Not letting this little incident deter him, our father carried on as he had started. In other words, not assuming that this mowing down of a man was a prophecy of what was to come.

I like to think I’ve already painted the picture: she went in the canal. Obviously, she went in the canal. It’s a bizarre mesh of comedy on my mind, though. Please understand this happened over twenty years ago and a lot of alcohol and various other substances that affect one’s memory have passed my lips. My memory is serving me a snapshot of her ploughing into a bush and then heading face-first into the canal, but I think that happened later. The bush in my mind was a good five foot by five, and I believe it would have taken some vigilant pedalling whilst in the clutches of thorn and bracken to make it into the canal, which just doesn’t seem at all plausible, even for a distressed eight year old. I think the bush came first. Hell, I’m certain of it as the only thing that came after the dip in the canal was a speedy journey home. So I think she went hurtling into the thicket of the bush and our father had to retrieve her, no doubt embarrassed, arsey and probably half-wondering if she’d sneakily necked some of his Bells Scotch before we’d left the house.

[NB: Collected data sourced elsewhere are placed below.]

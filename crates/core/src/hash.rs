//! BLAKE3 digests for content fingerprints

use crate::error::DigestError;
use serde::{Deserialize, Serialize};
use std::fs::File;
use std::io::{self, Read, Seek, SeekFrom};
use std::path::Path;

/// Window hashed at each end of a file by the sampled policy (2 MiB)
pub const SAMPLE_WINDOW: u64 = 2 * 1024 * 1024;

/// A BLAKE3 digest (32 bytes). Compared for equality only.
#[derive(Copy, Clone, Hash, Eq, PartialEq, Serialize, Deserialize)]
pub struct Digest([u8; 32]);

impl Digest {
    /// Create a digest from raw bytes
    pub const fn from_bytes(bytes: [u8; 32]) -> Self {
        Self(bytes)
    }

    /// Get the digest as a byte slice
    pub fn as_bytes(&self) -> &[u8; 32] {
        &self.0
    }

    /// Lowercase hex encoding
    pub fn to_hex(&self) -> String {
        hex::encode(self.0)
    }

    /// First 12 hex characters, for display
    pub fn short(&self) -> String {
        let mut hex = self.to_hex();
        hex.truncate(12);
        hex
    }

    /// Parse from a 64 character hex string
    pub fn from_hex(hex: &str) -> Result<Self, DigestError> {
        let bytes = hex::decode(hex).map_err(|e| DigestError::Hex(e.to_string()))?;
        let bytes: [u8; 32] = bytes
            .try_into()
            .map_err(|v: Vec<u8>| DigestError::Length(v.len()))?;
        Ok(Self(bytes))
    }
}

impl std::fmt::Debug for Digest {
    fn fmt(&self, f: &mut std::fmt::Formatter<'_>) -> std::fmt::Result {
        write!(f, "Digest({})", self.to_hex())
    }
}

impl std::fmt::Display for Digest {
    fn fmt(&self, f: &mut std::fmt::Formatter<'_>) -> std::fmt::Result {
        write!(f, "{}", self.to_hex())
    }
}

impl From<blake3::Hash> for Digest {
    fn from(hash: blake3::Hash) -> Self {
        Self(*hash.as_bytes())
    }
}

/// Hash bytes using BLAKE3
pub fn hash_bytes(data: &[u8]) -> Digest {
    blake3::hash(data).into()
}

/// Hash a whole file (memory-mapped, multi-threaded for large files)
pub fn hash_file(path: &Path) -> io::Result<Digest> {
    let mut hasher = blake3::Hasher::new();
    hasher.update_mmap_rayon(path)?;
    Ok(hasher.finalize().into())
}

/// Hash the head and tail windows of a buffer plus its length
///
/// Cheap for very large scenes, but blind to edits that land in the middle
/// of the file without changing its size.
pub fn hash_sampled(data: &[u8]) -> Digest {
    let window = SAMPLE_WINDOW as usize;
    let mut hasher = blake3::Hasher::new();
    hasher.update(&data[..data.len().min(window)]);
    if data.len() > window {
        hasher.update(&data[data.len() - window..]);
    }
    hasher.update(data.len().to_string().as_bytes());
    hasher.finalize().into()
}

/// Sampled hash read straight from disk, without loading the middle of the file
pub fn hash_file_sampled(path: &Path) -> io::Result<Digest> {
    let mut file = File::open(path)?;
    let size = file.metadata()?.len();
    let mut hasher = blake3::Hasher::new();

    let mut head = Vec::with_capacity(size.min(SAMPLE_WINDOW) as usize);
    (&mut file).take(SAMPLE_WINDOW).read_to_end(&mut head)?;
    hasher.update(&head);

    if size > SAMPLE_WINDOW {
        file.seek(SeekFrom::Start(size - SAMPLE_WINDOW))?;
        let mut tail = Vec::with_capacity(SAMPLE_WINDOW as usize);
        file.take(SAMPLE_WINDOW).read_to_end(&mut tail)?;
        hasher.update(&tail);
    }

    hasher.update(size.to_string().as_bytes());
    Ok(hasher.finalize().into())
}

/// Incremental hasher for building digests across multiple chunks
pub struct IncrementalHasher {
    inner: blake3::Hasher,
}

impl IncrementalHasher {
    pub fn new() -> Self {
        Self {
            inner: blake3::Hasher::new(),
        }
    }

    pub fn update(&mut self, data: &[u8]) {
        self.inner.update(data);
    }

    /// Feed a length-prefixed field so adjacent fields cannot alias
    pub fn update_field(&mut self, data: &[u8]) {
        self.inner.update(&(data.len() as u64).to_le_bytes());
        self.inner.update(data);
    }

    pub fn finalize(self) -> Digest {
        self.inner.finalize().into()
    }
}

impl Default for IncrementalHasher {
    fn default() -> Self {
        Self::new()
    }
}
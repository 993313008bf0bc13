//! CLI command implementations

pub mod config;
pub mod log;
pub mod send;
pub mod status;
pub mod watch;
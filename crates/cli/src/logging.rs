//! Tracing subscriber setup

use anyhow::{Context, Result};
use std::path::Path;
use tracing_appender::non_blocking::WorkerGuard;
use tracing_subscriber::prelude::*;
use tracing_subscriber::{fmt, EnvFilter};

const DEFAULT_FILTER: &str = "warn";
const DAEMON_FILTER: &str = "info";

fn env_filter(default: &str) -> EnvFilter {
    EnvFilter::try_from_default_env().unwrap_or_else(|_| EnvFilter::new(default))
}

/// Terminal output only, quiet unless `RUST_LOG` says otherwise
pub fn init_terminal() {
    tracing_subscriber::registry()
        .with(fmt::layer().with_writer(std::io::stderr).with_target(false))
        .with(env_filter(DEFAULT_FILTER))
        .init();
}

/// Terminal plus a daily-rolling file under `logs_dir`
///
/// Keep the returned guard alive; dropping it flushes and stops the writer.
pub fn init_daemon(logs_dir: &Path) -> Result<WorkerGuard> {
    std::fs::create_dir_all(logs_dir).context("Failed to create logs directory")?;

    let appender = tracing_appender::rolling::daily(logs_dir, "quicksave.log");
    let (writer, guard) = tracing_appender::non_blocking(appender);

    tracing_subscriber::registry()
        .with(fmt::layer().with_writer(std::io::stderr).with_target(false))
        .with(fmt::layer().with_writer(writer).with_ansi(false))
        .with(env_filter(DAEMON_FILTER))
        .init();

    Ok(guard)
}
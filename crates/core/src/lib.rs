//! Core primitives for quicksave
//!
//! This crate provides:
//! - BLAKE3 digests (whole-file and sampled)
//! - `.blend` container decoding and block walking
//! - Fingerprint engine and change summaries
//! - Snapshots of the tracked document
//! - Commit message composition
//! - Configuration model

pub mod blend;
pub mod clock;
pub mod compose;
pub mod config;
pub mod error;
pub mod fingerprint;
pub mod hash;
pub mod snapshot;

// Re-exports
pub use clock::{Clock, ManualClock, SystemClock};
pub use compose::{compose, ComposeOptions};
pub use config::Config;
pub use error::{ConfigError, DigestError, ReadError};
pub use fingerprint::{ChangeSummary, Element, Fingerprint, FingerprintEngine, FingerprintPolicy};
pub use hash::Digest;
pub use snapshot::{FileSource, Snapshot, SnapshotData, SnapshotSource};
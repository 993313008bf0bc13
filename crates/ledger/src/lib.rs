//! Upload history for quicksave
//!
//! This crate provides:
//! - Ledger entries (ULID-based IDs)
//! - Bounded in-memory ledger with FIFO eviction
//! - Persistent store (sled embedded DB) for entries and the cooldown cell

pub mod entry;
pub mod ledger;
pub mod store;

// Re-exports
pub use entry::{LedgerEntry, UploadRecord};
pub use ledger::Ledger;
pub use store::{LedgerStore, StoreError};
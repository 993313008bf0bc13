//! Immutable point-in-time captures of the document

use crate::error::ReadError;
use bytes::Bytes;
use std::borrow::Cow;
use std::fs;
use std::path::{Path, PathBuf};
use tracing::warn;

#[derive(Debug, Clone)]
pub enum SnapshotData {
    File(PathBuf),
    Bytes(Bytes),
}

/// Document state captured for one pipeline run
///
/// A staged snapshot owns its file and removes it on drop, so it disappears
/// once the run (or the rejected trigger) that captured it is done.
#[derive(Debug)]
pub struct Snapshot {
    seq: u64,
    captured_at_ms: u64,
    data: SnapshotData,
    staged: bool,
}

impl Snapshot {
    pub fn from_bytes(seq: u64, captured_at_ms: u64, bytes: impl Into<Bytes>) -> Self {
        Self {
            seq,
            captured_at_ms,
            data: SnapshotData::Bytes(bytes.into()),
            staged: false,
        }
    }

    /// Reference a file the snapshot does not own
    pub fn from_path(seq: u64, captured_at_ms: u64, path: impl Into<PathBuf>) -> Self {
        Self {
            seq,
            captured_at_ms,
            data: SnapshotData::File(path.into()),
            staged: false,
        }
    }

    /// Take ownership of a staged copy; it is deleted on drop
    pub fn from_staged(seq: u64, captured_at_ms: u64, path: impl Into<PathBuf>) -> Self {
        Self {
            seq,
            captured_at_ms,
            data: SnapshotData::File(path.into()),
            staged: true,
        }
    }

    pub fn seq(&self) -> u64 {
        self.seq
    }

    pub fn captured_at_ms(&self) -> u64 {
        self.captured_at_ms
    }

    pub fn data(&self) -> &SnapshotData {
        &self.data
    }

    pub fn path(&self) -> Option<&Path> {
        match &self.data {
            SnapshotData::File(path) => Some(path),
            SnapshotData::Bytes(_) => None,
        }
    }

    pub fn read_all(&self) -> Result<Cow<'_, [u8]>, ReadError> {
        match &self.data {
            SnapshotData::File(path) => fs::read(path)
                .map(Cow::Owned)
                .map_err(|e| ReadError::new(path, e)),
            SnapshotData::Bytes(bytes) => Ok(Cow::Borrowed(bytes)),
        }
    }
}

impl Drop for Snapshot {
    fn drop(&mut self) {
        if !self.staged {
            return;
        }
        if let SnapshotData::File(path) = &self.data {
            if let Err(e) = fs::remove_file(path) {
                if e.kind() != std::io::ErrorKind::NotFound {
                    warn!(path = %path.display(), error = %e, "failed to remove staged snapshot");
                }
            }
        }
    }
}

/// Where snapshots come from
pub trait SnapshotSource: Send + Sync {
    fn capture(&self, seq: u64, now_ms: u64) -> Result<Snapshot, ReadError>;

    /// Path of the live document, for logs and trigger matching
    fn document(&self) -> &Path;
}

/// Copies the live document into a staging directory
///
/// The copy keeps the archive step reading stable bytes while the user keeps
/// saving over the original.
#[derive(Debug, Clone)]
pub struct FileSource {
    document: PathBuf,
    staging_dir: PathBuf,
}

impl FileSource {
    pub fn new(document: impl Into<PathBuf>, staging_dir: impl Into<PathBuf>) -> Self {
        Self {
            document: document.into(),
            staging_dir: staging_dir.into(),
        }
    }

    fn staged_path(&self, seq: u64) -> PathBuf {
        let stem = self
            .document
            .file_stem()
            .map(|s| s.to_string_lossy().into_owned())
            .unwrap_or_else(|| "document".to_string());
        let name = match self.document.extension() {
            Some(ext) => format!("{}-{}.{}", stem, seq, ext.to_string_lossy()),
            None => format!("{}-{}", stem, seq),
        };
        self.staging_dir.join(name)
    }
}

impl SnapshotSource for FileSource {
    fn capture(&self, seq: u64, now_ms: u64) -> Result<Snapshot, ReadError> {
        fs::create_dir_all(&self.staging_dir)
            .map_err(|e| ReadError::new(&self.staging_dir, e))?;

        let target = self.staged_path(seq);
        fs::copy(&self.document, &target).map_err(|e| ReadError::new(&self.document, e))?;
        Ok(Snapshot::from_staged(seq, now_ms, target))
    }

    fn document(&self) -> &Path {
        &self.document
    }
}
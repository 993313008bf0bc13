//! Shared utilities for CLI commands

use crate::system_config;
use anyhow::{Context, Result};
use qs_core::Config;
use scheduler::StateLayout;
use std::path::{Path, PathBuf};

/// Options accepted by every command
pub struct GlobalArgs {
    pub config: Option<PathBuf>,
    pub document: Option<PathBuf>,
}

impl GlobalArgs {
    pub fn config_path(&self) -> Result<PathBuf> {
        system_config::resolve_path(self.config.as_deref())
    }
}

/// Load the config file and apply `--document`
pub fn load_config(args: &GlobalArgs) -> Result<Config> {
    let mut config = system_config::load(&args.config_path()?)?;
    if let Some(document) = &args.document {
        config.document.path = Some(absolute(document)?);
    }
    Ok(config)
}

/// Like `load_config`, but a document is required
pub fn load_document_config(args: &GlobalArgs) -> Result<(Config, PathBuf, StateLayout)> {
    let config = load_config(args)?;
    let document = config
        .document
        .path
        .clone()
        .context("No document configured. Pass --document or run 'qs config set document.path <file>'")?;
    let state_dir = config
        .state_dir()
        .context("Could not determine state directory")?;
    Ok((config, document, StateLayout::new(state_dir)))
}

fn absolute(path: &Path) -> Result<PathBuf> {
    if path.is_absolute() {
        return Ok(path.to_path_buf());
    }
    let cwd = std::env::current_dir().context("Failed to get current directory")?;
    Ok(cwd.join(path))
}

/// Format timestamp as relative time ("2 hours ago")
pub fn format_relative_time(ts_ms: u64) -> String {
    format_elapsed(qs_core::clock::unix_now_ms(), ts_ms)
}

fn format_elapsed(now_ms: u64, ts_ms: u64) -> String {
    if ts_ms > now_ms {
        return "in the future".to_string();
    }
    let seconds = (now_ms - ts_ms) / 1000;

    if seconds < 60 {
        format!("{} seconds ago", seconds)
    } else if seconds < 3600 {
        format!("{} minutes ago", seconds / 60)
    } else if seconds < 86400 {
        format!("{} hours ago", seconds / 3600)
    } else if seconds < 604800 {
        format!("{} days ago", seconds / 86400)
    } else {
        format!("{} weeks ago", seconds / 604800)
    }
}

/// First 10 characters of an id
pub fn short_id(id: &impl ToString) -> String {
    id.to_string().chars().take(10).collect()
}
//! Commit message composition
//!
//! Turns a change summary into the message sent with an upload, unless the
//! user supplied their own.

use crate::fingerprint::ChangeSummary;
use chrono::{DateTime, Utc};

/// Options for commit message formatting
#[derive(Debug, Clone, Default)]
pub struct ComposeOptions {
    /// Custom template (see [`expand_template`] for placeholders)
    pub template: Option<String>,
}

/// Compose the message for an upload
///
/// A non-empty override wins (trimmed, otherwise verbatim). Without one, the
/// template or the default rendering describes the summary; an empty summary
/// falls back to a timestamp-only message.
pub fn compose(
    summary: &ChangeSummary,
    override_message: Option<&str>,
    options: &ComposeOptions,
    now_ms: u64,
) -> String {
    if let Some(text) = override_message.map(str::trim).filter(|t| !t.is_empty()) {
        return text.to_string();
    }

    if let Some(ref template) = options.template {
        return expand_template(template, summary, now_ms);
    }

    match summary {
        ChangeSummary::Structural {
            added,
            removed,
            modified,
            kinds,
        } if !summary.is_empty() => {
            let mut msg = format!(
                "Update: {} modified, {} added, {} removed",
                modified, added, removed
            );
            if !kinds.is_empty() {
                let kinds: Vec<&str> = kinds.iter().map(String::as_str).collect();
                msg.push_str(&format!(" ({})", kinds.join(", ")));
            }
            msg
        }
        ChangeSummary::Coarse {
            previous_size,
            current_size,
        } => {
            if previous_size == current_size {
                format!("Update: scene modified ({})", format_size(*current_size))
            } else {
                format!(
                    "Update: scene modified ({} -> {})",
                    format_size(*previous_size),
                    format_size(*current_size)
                )
            }
        }
        _ => format!("Update: scene saved at {}", format_utc(now_ms)),
    }
}

/// Expand template string with summary data
///
/// Supported placeholders:
/// - {added} / {removed} / {modified} - element counts (0 when unknown)
/// - {kinds} - comma separated element categories
/// - {timestamp} - UTC time of composition
fn expand_template(template: &str, summary: &ChangeSummary, now_ms: u64) -> String {
    let (added, removed, modified, kinds) = match summary {
        ChangeSummary::Structural {
            added,
            removed,
            modified,
            kinds,
        } => (
            *added,
            *removed,
            *modified,
            kinds.iter().cloned().collect::<Vec<_>>().join(", "),
        ),
        _ => (0, 0, 0, String::new()),
    };

    template
        .replace("{added}", &added.to_string())
        .replace("{removed}", &removed.to_string())
        .replace("{modified}", &modified.to_string())
        .replace("{kinds}", &kinds)
        .replace("{timestamp}", &format_utc(now_ms))
}

/// Format Unix milliseconds as `2024-01-03 14:30:00 UTC`
pub fn format_utc(ts_ms: u64) -> String {
    i64::try_from(ts_ms)
        .ok()
        .and_then(DateTime::<Utc>::from_timestamp_millis)
        .map(|dt| dt.format("%Y-%m-%d %H:%M:%S UTC").to_string())
        .unwrap_or_else(|| ts_ms.to_string())
}

/// Format file size in human-readable format
pub fn format_size(bytes: u64) -> String {
    const KB: u64 = 1024;
    const MB: u64 = KB * 1024;
    const GB: u64 = MB * 1024;

    if bytes >= GB {
        format!("{:.2} GB", bytes as f64 / GB as f64)
    } else if bytes >= MB {
        format!("{:.2} MB", bytes as f64 / MB as f64)
    } else if bytes >= KB {
        format!("{:.2} KB", bytes as f64 / KB as f64)
    } else {
        format!("{} B", bytes)
    }
}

For the life of me, after both of those catastrophes, why our father seemed hellbent on continuing with this fiasco of an outing, I do not know, but he did and that was when the cherry on top of this bike-ride from hell revealed itself… in she went, narrowly avoiding being twatted by a passing barge, who kindly aided us in the retrieval of bicycle and child.

Naturally, a sopping, partially-drowned child is liable to put a damper on all activity, so to home we went; my father fretting the entire way about the arse-shaped water stain being imprinted on the back seat. It was a curious state of affairs, to say the least, and certainly a story that will be carried on through future generations of our family, much to L.’s mortification.